> **Aim of the task**:
Show each line of the records below where the word "display" occurs.

> **Data excerpts**:

+ + +

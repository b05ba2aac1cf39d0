//! Signed-in pages: the own-account view and the admin lists.

use std::sync::Arc;

use axum::{
    Extension,
    http::{HeaderMap, Method, StatusCode},
    response::Response,
};

use crate::api::state::App;
use crate::auth::User;

use super::{
    bind_session, enforce_methods, forbidden, html_page, see_other, server_error,
    with_session_cookies,
};

pub async fn user(
    method: Method,
    headers: HeaderMap,
    Extension(app): Extension<Arc<App>>,
) -> Response {
    if let Some(response) = enforce_methods(&[Method::GET], &method) {
        return response;
    }

    let session = match bind_session(&app, &headers).await {
        Ok(session) => session,
        Err(response) => return response,
    };
    let Some(user) = session.user.as_ref() else {
        return with_session_cookies(see_other("/login"), &session);
    };

    with_session_cookies(html_page(StatusCode::OK, app.pages().user(user)), &session)
}

pub async fn users(
    method: Method,
    headers: HeaderMap,
    Extension(app): Extension<Arc<App>>,
) -> Response {
    if let Some(response) = enforce_methods(&[Method::GET], &method) {
        return response;
    }

    let session = match bind_session(&app, &headers).await {
        Ok(session) => session,
        Err(response) => return response,
    };
    let Some(user) = session.user.as_ref() else {
        return with_session_cookies(see_other("/login"), &session);
    };
    if !user.admin {
        return forbidden(&app);
    }

    let records = match app.users().list().await {
        Ok(records) => records,
        Err(err) => return server_error(&app, &err),
    };
    let listed: Vec<User> = records.into_iter().map(User::from).collect();

    html_page(StatusCode::OK, app.pages().users(&listed))
}

pub async fn events(
    method: Method,
    headers: HeaderMap,
    Extension(app): Extension<Arc<App>>,
) -> Response {
    if let Some(response) = enforce_methods(&[Method::GET], &method) {
        return response;
    }

    let session = match bind_session(&app, &headers).await {
        Ok(session) => session,
        Err(response) => return response,
    };
    let Some(user) = session.user.as_ref() else {
        return with_session_cookies(see_other("/login"), &session);
    };
    if !user.admin {
        return forbidden(&app);
    }

    let records = match app.events().list().await {
        Ok(records) => records,
        Err(err) => return server_error(&app, &err),
    };

    html_page(StatusCode::OK, app.pages().events(&records))
}

#[cfg(test)]
mod tests {
    use super::*;
    use crate::config::Config;
    use crate::mail::LogMailer;
    use crate::store::Store;
    use axum::http::header::{ALLOW, LOCATION};
    use sqlx::postgres::PgPoolOptions;

    fn app() -> Arc<App> {
        let settings = serde_json::from_str::<Config>(
            r#"{
                "App": { "Name": "entrata" },
                "Auth": { "BaseURL": "https://accounts.example.com", "LoginExpires": "24h" },
                "SQL": { "DriverName": "postgres", "DataSourceName": "postgres://localhost/entrata" },
                "SMTP": { "Host": "smtp.example.com", "Port": 587, "User": "no-reply@example.com", "Password": "secret" }
            }"#,
        )
        .expect("valid config JSON")
        .validate()
        .expect("valid settings");
        let pool = PgPoolOptions::new()
            .connect_lazy("postgres://localhost/entrata")
            .expect("lazy pool");
        Arc::new(
            App::builder()
                .settings(settings)
                .store(Store::from_pool(pool))
                .mailer(Arc::new(LogMailer))
                .build()
                .expect("app state"),
        )
    }

    #[tokio::test]
    async fn anonymous_account_page_redirects_to_login() {
        let response = user(Method::GET, HeaderMap::new(), Extension(app())).await;
        assert_eq!(response.status(), StatusCode::SEE_OTHER);
        assert_eq!(response.headers()[LOCATION], "/login");
    }

    #[tokio::test]
    async fn anonymous_admin_pages_redirect_to_login() {
        let response = users(Method::GET, HeaderMap::new(), Extension(app())).await;
        assert_eq!(response.status(), StatusCode::SEE_OTHER);
        assert_eq!(response.headers()[LOCATION], "/login");

        let response = events(Method::GET, HeaderMap::new(), Extension(app())).await;
        assert_eq!(response.status(), StatusCode::SEE_OTHER);
        assert_eq!(response.headers()[LOCATION], "/login");
    }

    #[tokio::test]
    async fn account_pages_are_get_only() {
        let response = user(Method::POST, HeaderMap::new(), Extension(app())).await;
        assert_eq!(response.status(), StatusCode::METHOD_NOT_ALLOWED);
        assert_eq!(response.headers()[ALLOW], "GET, OPTIONS");

        let response = events(Method::OPTIONS, HeaderMap::new(), Extension(app())).await;
        assert_eq!(response.status(), StatusCode::NO_CONTENT);
        assert_eq!(response.headers()[ALLOW], "GET, OPTIONS");
    }
}
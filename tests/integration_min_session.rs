// Minimal integration test that drives the compiled binary through a PTY.
// This exercises the real event loop and crossterm input handling across
// the main boundaries without relying on internal modules.
//
// Notes:
// - Requires a TTY; uses expectrl which allocates a pseudo terminal.
// - Marked Unix-only and ignored by default to avoid CI/platform issues.
// - Run manually via: `cargo test --test integration_min_session -- --ignored`.

#![cfg(unix)]

use std::time::Duration;

use expectrl::{spawn, Eof};

#[test]
#[ignore]
fn starts_a_game_and_exits_on_ctrl_c() -> Result<(), Box<dyn std::error::Error>> {
    let dir = tempfile::tempdir()?;
    let bin = assert_cmd::cargo::cargo_bin("letterfall");
    let cmd = format!(
        "{} --seed 1 --stats-file {} --config-file {} --log-file {}",
        bin.display(),
        dir.path().join("statistics.json").display(),
        dir.path().join("config.json").display(),
        dir.path().join("letterfall.log").display(),
    );

    let mut p = spawn(cmd)?;

    // Give the app a moment to initialize the terminal/alternate screen
    std::thread::sleep(Duration::from_millis(200));

    // Start a game, let a few frames run, then interrupt
    p.send(" ")?;
    std::thread::sleep(Duration::from_millis(300));
    p.send("\x03")?;

    p.expect(Eof)?;

    // Preferences are written on the way out
    assert!(dir.path().join("config.json").exists());
    Ok(())
}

+ + +

> **Solution for this problem**:
        bin.display(),
        dir.path().join("statistics.json").display(),
        dir.path().join("config.json").display(),
        dir.path().join("letterfall.log").display(),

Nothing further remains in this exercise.